铀、钪族金属氮化碳配合物结构、成键和还原性质的密度泛函理论研究

Density Functional Theory Study of Structure,Bonding and Redox Property of Uranium and Scandium-Group Complexes Supported by Graphitic Carbon Nitride

石墨相氮化碳负载金属可制备高催化性能的单原子催化剂。本工作采用全电子相对论密度泛函理论研究了g-C_(3)N_(4)(CN)结构单元配位和稳定金属的行为;探索了形成配合物[M(CN)]^(z+)(M=Sc、Y、La、Ac和U;z=2和3)的结构、配体-金属相互作用和单电子还原性质。计算发现,配体通过六条M-N配位键配位中心离子,每条键强度为-0.79~-0.47 eV。对于Sc配合物,单电子还原主要发生在金属中心,而La和U配合物则是金属修饰的配体还原机制;Y配合物的配体和金属被均匀地还原;相比而言,Ac配合物的还原电子完全被配体捕获,金属几乎未参与。
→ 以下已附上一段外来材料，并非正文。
use std::fs;

use loopctl_core::{LoopSettings, SettingsError, DEFAULT_MAX_ITERATIONS, SETTINGS_FILE_NAME};
use loopctl_logging::LogFormat;
use tempfile::TempDir;

fn write_settings(contents: &str) -> TempDir {
    let dir = TempDir::new().unwrap();
    fs::write(dir.path().join(SETTINGS_FILE_NAME), contents).unwrap();
    dir
}

#[test]
fn test_missing_file_is_none() {
    let dir = TempDir::new().unwrap();
    assert!(LoopSettings::load(dir.path()).unwrap().is_none());
}

#[test]
fn test_load_full_settings() {
    let dir = write_settings(
        r#"
max_iterations = 25

[logging]
level = "debug"
format = "json"
"#,
    );

    let settings = LoopSettings::load(dir.path()).unwrap().unwrap();

    assert_eq!(settings.max_iterations(), 25);
    assert_eq!(settings.log_level(), "debug");
    assert_eq!(settings.log_format().unwrap(), LogFormat::Json);
}

#[test]
fn test_empty_file_uses_defaults() {
    let dir = write_settings("");

    let settings = LoopSettings::load(dir.path()).unwrap().unwrap();

    assert_eq!(settings, LoopSettings::default());
    assert_eq!(settings.max_iterations(), DEFAULT_MAX_ITERATIONS);
    assert_eq!(settings.log_level(), "info");
    assert_eq!(settings.log_format().unwrap(), LogFormat::Pretty);
}

#[test]
fn test_zero_budget_is_kept() {
    let dir = write_settings("max_iterations = 0\n");
    let settings = LoopSettings::load(dir.path()).unwrap().unwrap();
    assert_eq!(settings.max_iterations(), 0);
}

#[test]
fn test_unknown_key_is_parse_error() {
    let dir = write_settings("max_iteration = 3\n");

    let err = LoopSettings::load(dir.path()).unwrap_err();

    assert!(matches!(err, SettingsError::Parse { .. }));
    assert!(err.to_string().contains(SETTINGS_FILE_NAME));
}

#[test]
fn test_invalid_log_format() {
    let dir = write_settings("[logging]\nformat = \"xml\"\n");

    let settings = LoopSettings::load(dir.path()).unwrap().unwrap();
    let err = settings.log_format().unwrap_err();

    assert!(matches!(err, SettingsError::InvalidLogFormat(_)));
    assert_eq!(
        err.to_string(),
        "Invalid logging format: Unknown log format: xml"
    );
}
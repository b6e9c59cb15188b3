//! Runner settings loaded from `loopctl.toml` in a project directory.

use loopctl_logging::LogFormat;
use serde::Deserialize;
use std::path::Path;

use crate::config::DEFAULT_MAX_ITERATIONS;
use crate::SettingsError;

/// The settings file name
pub const SETTINGS_FILE_NAME: &str = "loopctl.toml";

/// Project-level settings loaded from `loopctl.toml`
#[derive(Debug, Deserialize, Default, PartialEq)]
#[serde(deny_unknown_fields)]
pub struct LoopSettings {
    /// Iteration budget (None = default of 10)
    pub max_iterations: Option<usize>,
    #[serde(default)]
    pub logging: LoggingSettings,
}

/// The `[logging]` table
#[derive(Debug, Deserialize, PartialEq)]
#[serde(deny_unknown_fields)]
pub struct LoggingSettings {
    #[serde(default = "default_level")]
    pub level: String,
    pub format: Option<String>,
}

fn default_level() -> String {
    "info".to_string()
}

impl Default for LoggingSettings {
    fn default() -> Self {
        Self {
            level: default_level(),
            format: None,
        }
    }
}

impl LoopSettings {
    /// Load settings from `dir`.
    ///
    /// Returns:
    /// - `Ok(Some(settings))` if the file exists and parses
    /// - `Ok(None)` if the file does not exist
    /// - `Err(...)` if the file exists but cannot be read or parsed
    pub fn load(dir: &Path) -> Result<Option<Self>, SettingsError> {
        let path = dir.join(SETTINGS_FILE_NAME);

        if !path.exists() {
            return Ok(None);
        }

        let content = std::fs::read_to_string(&path).map_err(|source| SettingsError::Read {
            path: path.clone(),
            source,
        })?;

        let settings = toml::from_str(&content)
            .map_err(|source| SettingsError::Parse { path, source })?;

        Ok(Some(settings))
    }

    /// Effective iteration budget
    pub fn max_iterations(&self) -> usize {
        self.max_iterations.unwrap_or(DEFAULT_MAX_ITERATIONS)
    }

    pub fn log_level(&self) -> &str {
        &self.logging.level
    }

    /// Effective log format; defaults to pretty
    pub fn log_format(&self) -> Result<LogFormat, SettingsError> {
        match self.logging.format.as_deref() {
            Some(name) => name.parse().map_err(SettingsError::InvalidLogFormat),
            None => Ok(LogFormat::default()),
        }
    }
}
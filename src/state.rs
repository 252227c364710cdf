//! Shared application state for all routes.

use crate::backend::SqlBackend;
use std::sync::Arc;

#[derive(Clone)]
pub struct AppState {
    /// Built once at startup and never swapped.
    pub backend: Arc<dyn SqlBackend>,
}

impl AppState {
    pub fn new<B: SqlBackend + 'static>(backend: B) -> Self {
        Self {
            backend: Arc::new(backend),
        }
    }
}
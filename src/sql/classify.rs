//! Leading-keyword classification of raw SQL text.

use regex::Regex;
use std::fmt;
use std::sync::OnceLock;

/// Statement class as seen by the gate. Only the leading keyword matters.
#[derive(Clone, Copy, Debug, PartialEq, Eq)]
pub enum StatementKind {
    Select,
    Insert,
    Other,
}

impl fmt::Display for StatementKind {
    fn fmt(&self, f: &mut fmt::Formatter<'_>) -> fmt::Result {
        let s = match self {
            StatementKind::Select => "SELECT",
            StatementKind::Insert => "INSERT",
            StatementKind::Other => "other",
        };
        f.write_str(s)
    }
}

fn select_re() -> &'static Regex {
    static RE: OnceLock<Regex> = OnceLock::new();
    RE.get_or_init(|| Regex::new(r"(?i)^\s*SELECT\b").expect("static regex"))
}

fn insert_re() -> &'static Regex {
    static RE: OnceLock<Regex> = OnceLock::new();
    RE.get_or_init(|| Regex::new(r"(?i)^\s*INSERT\b").expect("static regex"))
}

pub fn is_select(sql: &str) -> bool {
    select_re().is_match(sql)
}

pub fn is_insert(sql: &str) -> bool {
    insert_re().is_match(sql)
}

/// Classify a statement by its first keyword, ignoring case and leading whitespace.
/// Comments are not skipped: `/* x */ SELECT 1` is `Other`.
pub fn classify(sql: &str) -> StatementKind {
    if is_select(sql) {
        StatementKind::Select
    } else if is_insert(sql) {
        StatementKind::Insert
    } else {
        StatementKind::Other
    }
}
//! Common routes: health text and the JSON not-found fallback.

use crate::error::AppError;
use axum::{http::header, response::IntoResponse, routing::get, Router};

pub const HEALTH_TEXT: &str = "OK";

async fn health() -> impl IntoResponse {
    ([(header::CONTENT_TYPE, "text/plain; charset=utf-8")], HEALTH_TEXT)
}

/// Fallback for unknown paths and for known paths hit with an unsupported method.
pub async fn not_found() -> AppError {
    AppError::NotFound
}

/// GET / (no state).
pub fn common_routes() -> Router {
    Router::new().route("/", get(health).fallback(not_found))
}
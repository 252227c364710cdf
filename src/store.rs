//! Startup provisioning: database (best effort), shared pool, and the `patient` table.

use crate::config::DatabaseSettings;
use crate::error::AppError;
use crate::patient::PATIENT_TABLE_DDL;
use sqlx::mysql::{MySqlPool, MySqlPoolOptions};
use sqlx::{ConnectOptions, Connection};

/// Create the configured database if it is absent, over a bootstrap connection with no
/// database selected.
///
/// Managed hosts often pre-provision the database and deny `CREATE DATABASE`, so any
/// failure here is logged and reported as `false` instead of aborting startup.
pub async fn ensure_database_exists(settings: &DatabaseSettings) -> bool {
    match try_create_database(settings).await {
        Ok(()) => {
            tracing::info!(database = %settings.name, "database ready");
            true
        }
        Err(e) => {
            tracing::warn!(
                database = %settings.name,
                error = %e,
                "could not create database; continuing with the existing one"
            );
            false
        }
    }
}

async fn try_create_database(settings: &DatabaseSettings) -> Result<(), AppError> {
    let mut conn = settings.server_options().connect().await?;
    let ddl = format!("CREATE DATABASE IF NOT EXISTS {}", quote_ident(&settings.name));
    let result = sqlx::raw_sql(&ddl).execute(&mut conn).await;
    conn.close().await?;
    result?;
    Ok(())
}

/// Open the shared pool scoped to the target database.
pub async fn connect_pool(settings: &DatabaseSettings) -> Result<MySqlPool, AppError> {
    let pool = MySqlPoolOptions::new()
        .max_connections(settings.max_connections)
        .connect_with(settings.database_options())
        .await?;
    Ok(pool)
}

/// Create the `patient` table if it does not exist. Never alters an existing table.
pub async fn ensure_patient_table(pool: &MySqlPool) -> Result<(), AppError> {
    sqlx::raw_sql(PATIENT_TABLE_DDL).execute(pool).await?;
    tracing::info!("patient table ready");
    Ok(())
}

/// Full provisioning sequence. Only the database step is allowed to fail.
pub async fn provision(settings: &DatabaseSettings) -> Result<MySqlPool, AppError> {
    ensure_database_exists(settings).await;
    let pool = connect_pool(settings).await?;
    ensure_patient_table(&pool).await?;
    Ok(pool)
}

/// Backtick-quote a MySQL identifier.
pub fn quote_ident(name: &str) -> String {
    format!("`{}`", name.replace('`', "``"))
}
//! Runtime settings read from the environment.
//!
//! Managed hosts expose MySQL credentials as `MYSQL*` variables; those win over
//! the generic `DB_*` names, which in turn win over local defaults.

use crate::error::ConfigError;
use sqlx::mysql::MySqlConnectOptions;
use std::net::SocketAddr;

pub const DEFAULT_DB_HOST: &str = "127.0.0.1";
pub const DEFAULT_DB_PORT: u16 = 3306;
pub const DEFAULT_DB_USER: &str = "root";
pub const DEFAULT_DB_NAME: &str = "lab5";
pub const DEFAULT_LISTEN_HOST: &str = "0.0.0.0";
pub const DEFAULT_LISTEN_PORT: u16 = 3001;
pub const DEFAULT_MAX_CONNECTIONS: u32 = 10;

/// Connection parameters for the backing MySQL server.
#[derive(Clone, Debug, PartialEq, Eq)]
pub struct DatabaseSettings {
    pub host: String,
    pub port: u16,
    pub user: String,
    pub password: String,
    pub name: String,
    pub max_connections: u32,
}

impl DatabaseSettings {
    /// Server-level options with no database selected. Used by the bootstrap connection.
    pub fn server_options(&self) -> MySqlConnectOptions {
        MySqlConnectOptions::new()
            .host(&self.host)
            .port(self.port)
            .username(&self.user)
            .password(&self.password)
    }

    /// Options scoped to the target database. Used by the shared pool.
    pub fn database_options(&self) -> MySqlConnectOptions {
        self.server_options().database(&self.name)
    }
}

/// Which HTTP surfaces are mounted.
#[derive(Clone, Copy, Debug, PartialEq, Eq)]
pub struct Features {
    pub sql_gateway: bool,
    pub patients_api: bool,
    pub cors: bool,
}

impl Default for Features {
    fn default() -> Self {
        Self {
            sql_gateway: true,
            patients_api: true,
            cors: true,
        }
    }
}

#[derive(Clone, Debug, PartialEq, Eq)]
pub struct Settings {
    pub database: DatabaseSettings,
    pub listen_host: String,
    pub listen_port: u16,
    pub features: Features,
}

impl Settings {
    /// Read settings from the process environment.
    pub fn from_env() -> Result<Self, ConfigError> {
        Self::from_lookup(|key| std::env::var(key).ok())
    }

    /// Read settings through an arbitrary lookup. Empty values count as unset.
    pub fn from_lookup<F>(lookup: F) -> Result<Self, ConfigError>
    where
        F: Fn(&str) -> Option<String>,
    {
        let get = |keys: &[&str]| -> Option<(String, String)> {
            keys.iter().find_map(|k| {
                lookup(k)
                    .filter(|v| !v.is_empty())
                    .map(|v| (k.to_string(), v))
            })
        };

        let database = DatabaseSettings {
            host: get(&["MYSQLHOST", "DB_HOST"])
                .map(|(_, v)| v)
                .unwrap_or_else(|| DEFAULT_DB_HOST.into()),
            port: parse_or(get(&["MYSQLPORT", "DB_PORT"]), DEFAULT_DB_PORT)?,
            user: get(&["MYSQLUSER", "DB_USER"])
                .map(|(_, v)| v)
                .unwrap_or_else(|| DEFAULT_DB_USER.into()),
            password: get(&["MYSQLPASSWORD", "DB_PASS"])
                .map(|(_, v)| v)
                .unwrap_or_default(),
            name: get(&["MYSQLDATABASE", "DB_NAME"])
                .map(|(_, v)| v)
                .unwrap_or_else(|| DEFAULT_DB_NAME.into()),
            max_connections: parse_or(get(&["DB_MAX_CONNECTIONS"]), DEFAULT_MAX_CONNECTIONS)?,
        };

        Ok(Settings {
            database,
            listen_host: get(&["HOST"])
                .map(|(_, v)| v)
                .unwrap_or_else(|| DEFAULT_LISTEN_HOST.into()),
            listen_port: parse_or(get(&["PORT"]), DEFAULT_LISTEN_PORT)?,
            features: Features {
                sql_gateway: parse_flag(get(&["SQL_GATEWAY_ENABLED"]), true)?,
                patients_api: parse_flag(get(&["PATIENTS_API_ENABLED"]), true)?,
                cors: parse_flag(get(&["CORS_ENABLED"]), true)?,
            },
        })
    }

    pub fn listen_addr(&self) -> Result<SocketAddr, ConfigError> {
        let raw = format!("{}:{}", self.listen_host, self.listen_port);
        raw.parse().map_err(|_| ConfigError::Invalid {
            key: "HOST".into(),
            value: raw,
        })
    }
}

fn parse_or<T: std::str::FromStr>(found: Option<(String, String)>, default: T) -> Result<T, ConfigError> {
    match found {
        Some((key, value)) => value
            .trim()
            .parse()
            .map_err(|_| ConfigError::Invalid { key, value }),
        None => Ok(default),
    }
}

fn parse_flag(found: Option<(String, String)>, default: bool) -> Result<bool, ConfigError> {
    let Some((key, value)) = found else {
        return Ok(default);
    };
    match value.trim().to_ascii_lowercase().as_str() {
        "1" | "true" | "yes" | "on" => Ok(true),
        "0" | "false" | "no" | "off" => Ok(false),
        _ => Err(ConfigError::Invalid { key, value }),
    }
}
电子结构研究表明,[U(CN)]^(3+)具有3个U(5f)单电子高占据轨道,表明中心U为三价氧化态;而[U(CN)]^(2+)虽然具有4个U(5f)单电子占据轨道,但是配体的贡献是不可忽略的,即其U中心的氧化态介于二三价之间。

Graphitic carbon nitride(g-C_(3)N_(4))loaded by metal atom has been applied as an effective single atom catalyst.In the work,the complexation behaviors of g-C_(3)N_(4)(CN)with metal ions have been examined by relativistic density functional theory.The formed[M(CN)]^(z+)(M=Sc,Y,La,Ac and U;z=2 and 3)have been explored for their structures,metal-ligand interactions and redox properties.It is found that the metal ion has been rendered by six M-N dative bonds,each of which has the bonding strength ranging from-0.79 to-0.47 eV.Regarding Sc complexes,one-electron reduction mainly occurs around the metal center,while La and U complexes have metal-modified ligand reduction mechanism;both metal and ligand in Y complex are approximately equally reduced;in contrast,the ligand of Ac complex gets the reducing electron,and the metal is redox-innocent.This agrees with the fact that there are no experimental reports on Ac(Ⅱ)complexes.Electronic-structure analyses indicate that[U(CN)]^(3+)bears three high-lying single U(5f)occupied orbitals,suggesting the trivalent uranium center.However,despite having four single U(5f)occupied orbitals,[U(CN)]^(2+)still possesses considerable ligand contribution,leading to the uranium oxidation state mediating betweenⅡandⅢ.